Infomax Independent Component Analysis was applied to the concatenated single-trial data of each subject. The resulting independent components were then clustered across subjects, producing 6 clusters of artifactual components and 9 clusters of cognitiverelated components, plus unclustered components. The 9 cognitive-related component clusters accounted for 87% of the grand-mean ERP. We characterized each component cluster in the time-frequency domain, assessed their contributions to the grand-mean ERP, and localized their equivalent dipoles. A far-frontal component cluster (1) contributed most of the onset of the P300 peak. A central parietal component cluster (4) contributed a third of the P300 peak amplitude and the remaining two thirds was mainly due to the contributions of left (5) and right mu (6) rhythm component clusters. Two frontal midline (2) and central midline (3) component clusters exhibited small responselocked peaks in their grand-mean ERP, constituting a wavelet in the theta frequency band at the latency of the P300 peak. Finally a central occipital alpha component cluster (7) also contributed to the P300 positivity and two lateral posterior alpha rhythm component clusters (left (8) and right (9)) made little contribution to the P300 peak.
For each component cluster, we then computed mean spectral phase and amplitude at each time point of each trial across a wide frequency range. We then constructed 2-D time-frequency correlation images between reaction time (RT) and EEG power, excluding trials with extreme RTs (5%-95%). We observed a strong correlation between spectral amplitude and reaction time (with p-values, corrected for multiple comparisons, down to 10-30) in a variety of frequency bands including theta, alpha, beta and gamma. Some correlations only appeared for stimulus-locked trials, others for response-locked trials.
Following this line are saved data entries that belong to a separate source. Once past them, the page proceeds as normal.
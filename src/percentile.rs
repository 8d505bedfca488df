//! Tier percentiles and the window averaging that turns them into fees.
use crate::error::OracleError;
use crate::window::FeeWindow;

/// Named fee tier. The discriminant is the tier's column in every
/// record's `priority_fee_per_gas`.
#[derive(Debug, Clone, Copy, PartialEq, Eq, Hash)]
pub enum FeeTier {
    Low = 0,
    Standard = 1,
    Fast = 2,
}

impl FeeTier {
    pub const ALL: [FeeTier; 3] = [FeeTier::Low, FeeTier::Standard, FeeTier::Fast];

    pub fn index(self) -> usize {
        self as usize
    }
}

impl std::str::FromStr for FeeTier {
    type Err = String;

    fn from_str(s: &str) -> Result<Self, Self::Err> {
        match s.to_ascii_lowercase().as_str() {
            "low" => Ok(FeeTier::Low),
            "standard" => Ok(FeeTier::Standard),
            "fast" => Ok(FeeTier::Fast),
            other => Err(format!("unknown fee tier `{other}`")),
        }
    }
}

/// Reward percentile requested for each tier, in tier order.
#[derive(Debug, Clone, Copy, PartialEq)]
pub struct PercentileConfig {
    percentiles: [f64; 3],
}

impl PercentileConfig {
    /// Percentiles must lie in `0..=100` and be non-decreasing from `low`
    /// to `fast`, since `eth_feeHistory` rejects unsorted lists.
    pub fn new(low: f64, standard: f64, fast: f64) -> Result<Self, OracleError> {
        let percentiles = [low, standard, fast];
        if let Some(bad) = percentiles
            .iter()
            .find(|p| !p.is_finite() || **p < 0.0 || **p > 100.0)
        {
            return Err(OracleError::Config(format!(
                "percentile {bad} is outside 0..=100"
            )));
        }
        if percentiles.windows(2).any(|pair| pair[0] > pair[1]) {
            return Err(OracleError::Config(format!(
                "percentiles must be non-decreasing, got {low}/{standard}/{fast}"
            )));
        }
        Ok(Self { percentiles })
    }

    pub fn as_slice(&self) -> &[f64] {
        &self.percentiles
    }

    pub fn get(&self, tier: FeeTier) -> f64 {
        self.percentiles[tier.index()]
    }
}

impl Default for PercentileConfig {
    fn default() -> Self {
        let [low, standard, fast] = crate::config::DEFAULT_PERCENTILES;
        Self {
            percentiles: [low, standard, fast],
        }
    }
}

/// Averaged priority fee per tier, in wei.
#[derive(Debug, Clone, Copy, Default, PartialEq, Eq)]
pub struct TierFees {
    pub low: u128,
    pub standard: u128,
    pub fast: u128,
}

/// Averages each tier's priority fee over the window.
///
/// Each average is rounded to the nearest integer with ties rounding away
/// from zero, i.e. `(sum + len / 2) / len` without the overflow.
pub fn tier_averages(window: &FeeWindow) -> Result<TierFees, OracleError> {
    let len = window.len() as u128;
    if len == 0 {
        return Err(OracleError::EmptyHistory);
    }

    let mut sums = [0u128; 3];
    for record in window.iter() {
        for (sum, fee) in sums.iter_mut().zip(&record.priority_fee_per_gas) {
            *sum = sum.saturating_add(*fee);
        }
    }

    let [low, standard, fast] = sums.map(|sum| rounded_div(sum, len));
    Ok(TierFees {
        low,
        standard,
        fast,
    })
}

fn rounded_div(sum: u128, len: u128) -> u128 {
    sum / len + u128::from(sum % len >= len - len / 2)
}
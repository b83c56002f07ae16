//! Listening socket and connection accept.

use std::io::ErrorKind;
use std::os::unix::net::{UnixListener, UnixStream};
use std::path::Path;
use thiserror::Error;

/// Accept failures. Never fatal to the server.
#[derive(Error, Debug)]
pub enum AcceptError {
    /// Listener was reported ready but no connection was pending.
    #[error("no pending connection")]
    NoPendingConnection,

    /// `accept(2)` or socket configuration failed.
    #[error("accept failed: {0}")]
    Io(#[from] std::io::Error),
}

/// Bind a non-blocking listening socket at `path`.
///
/// An existing file at `path` is an error; the caller owns cleanup of
/// stale sockets.
pub fn bind_listener(path: &Path) -> std::io::Result<UnixListener> {
    let listener = UnixListener::bind(path)?;
    listener.set_nonblocking(true)?;
    Ok(listener)
}

/// Accept exactly one pending connection and make it non-blocking.
pub fn accept_one(listener: &UnixListener) -> Result<UnixStream, AcceptError> {
    match listener.accept() {
        Ok((stream, _addr)) => {
            stream.set_nonblocking(true)?;
            Ok(stream)
        }
        Err(e) if e.kind() == ErrorKind::WouldBlock => Err(AcceptError::NoPendingConnection),
        Err(e) => Err(AcceptError::Io(e)),
    }
}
Each independent component cluster exhibited specific correlation image features (in general correlation for one time-frequency point for one component cluster was not accompanied by a reverse correlation for another component cluster).
In most clusters higher alpha band power near the response moment correlated with longer reaction times. However, and surprisingly, the central parietal component cluster (4), accounting for the largest part of the response-locked P300, correlated weakly with reaction time compared to other component clusters. For the far frontal (1) and central alpha (7) clusters, an increase in theta amplitude about 100 ms before the reaction time correlated strongly with faster reaction times. For the left and right mu rhythm clusters (5 and 6), the central midline cluster (3) and the frontal midline component cluster (2), higher baseline beta amplitude before the response correlated with faster reaction times. Finally for the right posterior alpha (9) and central midline clusters (2), higher gamma band power (40 Hz) correlated with faster reaction times.
Thus, reaction time did not correlate in a single frequency band with a single EEG source. Instead, it correlated with differences in all frequency bands across a variety of EEG sources. An interplay between activities at multiple EEG sources and frequencies appear to influence reaction time, partially explaining the traditional difficulty in its trial-totrial prediction.